Pendant les deux confinements mis en place par les autorités israéliennes pour juguler l’épidémie de nouveau coronavirus, au printemps puis en septembre, cet ultra-orthodoxe de 22 ans est resté enfermé avec ses parents.

Yoav, qui préfère ne pas décliner son nom, ne pouvait plus se rendre à la yeshiva (école talmudique), qui était jusque-là une bouffée d’air frais quotidienne. Il s’est retrouvé face à un père intransigeant sur la pratique religieuse.

« Les tensions étaient permanentes », raconte-t-il à l’AFP. « Depuis des années, je savais que cette vie n’était pas faite pour moi et là, j’ai compris que je devais partir », dit-il

Il s’est décidé à passer un coup de fil à l’association Hillel, qui depuis 1991 tend la main à de jeunes ultra-orthodoxes désirant quitter leur famille pour vivre autrement.

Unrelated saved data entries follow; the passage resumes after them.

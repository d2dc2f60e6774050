use std::fs;
use std::path::Path;
use std::time::Duration;

use reqwest::blocking::{Client, RequestBuilder, Response};
use reqwest::header::CONTENT_TYPE;
use reqwest::StatusCode;
use serde::{Deserialize, Serialize};

use crate::error::{AppError, AppResult};
use crate::post::{validate_image, PostContent, Visibility};

pub const LINKEDIN_VERSION: &str = "202504";
const RESTLI_PROTOCOL_VERSION: &str = "2.0.0";
const POST_URL_PREFIX: &str = "https://www.linkedin.com/feed/update/";

pub fn build_http_client(timeout: Duration) -> AppResult<Client> {
    Client::builder()
        .timeout(timeout)
        .user_agent(concat!("linkedin-post/", env!("CARGO_PKG_VERSION")))
        .build()
        .map_err(AppError::from)
}

pub fn post_url(post_id: &str) -> String {
    format!("{}{}/", POST_URL_PREFIX, post_id)
}

#[derive(Deserialize)]
struct UserInfo {
    sub: String,
}

#[derive(Serialize)]
#[serde(rename_all = "camelCase")]
struct InitializeUploadRequest<'a> {
    initialize_upload_request: UploadOwner<'a>,
}

#[derive(Serialize)]
struct UploadOwner<'a> {
    owner: &'a str,
}

#[derive(Deserialize)]
struct InitializeUploadResponse {
    value: UploadTarget,
}

#[derive(Deserialize)]
#[serde(rename_all = "camelCase")]
struct UploadTarget {
    upload_url: String,
    image: String,
}

#[derive(Serialize, Debug)]
#[serde(rename_all = "camelCase")]
pub(crate) struct SharePayload<'a> {
    author: String,
    lifecycle_state: &'static str,
    visibility: Visibility,
    commentary: &'a str,
    distribution: Distribution,
    #[serde(skip_serializing_if = "Option::is_none")]
    content: Option<ShareContent<'a>>,
}

#[derive(Serialize, Debug)]
#[serde(rename_all = "camelCase")]
struct Distribution {
    feed_distribution: &'static str,
    target_entities: Vec<String>,
    third_party_distribution_channels: Vec<String>,
}

#[derive(Serialize, Debug)]
struct ShareContent<'a> {
    media: Media<'a>,
}

#[derive(Serialize, Debug)]
struct Media<'a> {
    id: &'a str,
}

impl<'a> SharePayload<'a> {
    pub(crate) fn new(author: String, post: &'a PostContent, image_urn: Option<&'a str>) -> Self {
        Self {
            author,
            lifecycle_state: "PUBLISHED",
            visibility: post.visibility,
            commentary: &post.text,
            distribution: Distribution {
                feed_distribution: "MAIN_FEED",
                target_entities: Vec::new(),
                third_party_distribution_channels: Vec::new(),
            },
            content: image_urn.map(|id| ShareContent { media: Media { id } }),
        }
    }
}

/// Authenticated client for the LinkedIn REST API.
pub struct LinkedInClient {
    http: Client,
    base_url: String,
    access_token: String,
    user_id: Option<String>,
}

impl LinkedInClient {
    pub fn new(http: Client, base_url: &str, access_token: &str) -> Self {
        Self {
            http,
            base_url: base_url.trim_end_matches('/').to_string(),
            access_token: access_token.to_string(),
            user_id: None,
        }
    }

    /// The member id (`sub` claim) behind the token. Doubles as the token
    /// validity check, so a 401 here means the cached token is dead.
    pub fn user_id(&mut self) -> AppResult<String> {
        if let Some(user_id) = &self.user_id {
            return Ok(user_id.clone());
        }

        let response = self
            .http
            .get(format!("{}/v2/userinfo", self.base_url))
            .bearer_auth(&self.access_token)
            .send()?;
        let info: UserInfo = check_status(response)?.json()?;

        log::debug!("Resolved LinkedIn member id");
        self.user_id = Some(info.sub.clone());
        Ok(info.sub)
    }

    fn author_urn(&mut self) -> AppResult<String> {
        Ok(format!("urn:li:person:{}", self.user_id()?))
    }

    /// Registers the upload, then PUTs the bytes. Returns the image URN.
    pub fn upload_image(&mut self, path: &Path) -> AppResult<String> {
        let content_type = validate_image(path)?;
        let owner = self.author_urn()?;

        let request = InitializeUploadRequest {
            initialize_upload_request: UploadOwner { owner: &owner },
        };
        let response = self
            .rest(self.http.post(format!(
                "{}/rest/images?action=initializeUpload",
                self.base_url
            )))
            .json(&request)
            .send()?;
        let target = check_status(response)?.json::<InitializeUploadResponse>()?.value;

        log::info!("Uploading {}", path.display());
        let bytes = fs::read(path)?;
        let response = self
            .http
            .put(&target.upload_url)
            .bearer_auth(&self.access_token)
            .header(CONTENT_TYPE, content_type)
            .body(bytes)
            .send()?;
        check_status(response)?;

        Ok(target.image)
    }

    /// Creates the share and returns its URN.
    pub fn publish(&mut self, post: &PostContent, image_urn: Option<&str>) -> AppResult<String> {
        let payload = SharePayload::new(self.author_urn()?, post, image_urn);
        log::debug!("Publishing {:?} post", post.visibility);

        let response = self
            .rest(self.http.post(format!("{}/rest/posts", self.base_url)))
            .json(&payload)
            .send()?;
        let response = check_status(response)?;

        let post_id = response
            .headers()
            .get("x-restli-id")
            .and_then(|v| v.to_str().ok())
            .unwrap_or_default()
            .to_string();
        if post_id.is_empty() {
            log::warn!("Share created but the response carried no x-restli-id header");
        }
        Ok(post_id)
    }

    fn rest(&self, builder: RequestBuilder) -> RequestBuilder {
        builder
            .bearer_auth(&self.access_token)
            .header("LinkedIn-Version", LINKEDIN_VERSION)
            .header("X-Restli-Protocol-Version", RESTLI_PROTOCOL_VERSION)
    }
}

fn check_status(response: Response) -> AppResult<Response> {
    let status = response.status();
    if status == StatusCode::UNAUTHORIZED {
        return Err(AppError::Unauthorized);
    }
    if !status.is_success() {
        let body = response
            .text()
            .unwrap_or_else(|_| "Unknown error".to_string());
        return Err(AppError::ProviderRejected {
            status: status.as_u16(),
            body,
        });
    }
    Ok(response)
}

Depuis trois mois, il vit avec 13 autres personnes âgées de 18 à 25 ans dans un foyer d’accueil de l’organisation à Jérusalem, financé par le ministère des Affaires sociales.

Dans cette immense maison, ils sont entourés en permanence par des membres de l’association et des assistantes sociales, qui fournissent aides psychologique et financière, et cours de rattrapage.

« Ils ne savent rien du monde moderne, ils ne connaissent rien de l’autre sexe, il faut tout leur apprendre », détaille Etty Eliahou, directrice du foyer qui accueille ceux n’ayant nulle part où aller. « Nous sommes là pour les aider à trouver leur place dans le monde », dit-elle.

Vase clos

Selon une étude de l’Institut israélien pour la démocratie publiée en 2019, environ 14 % des juifs ultra-orthodoxes en Israël abandonnent la religion chaque année, la majorité d’entre eux ont entre 19 et 25 ans.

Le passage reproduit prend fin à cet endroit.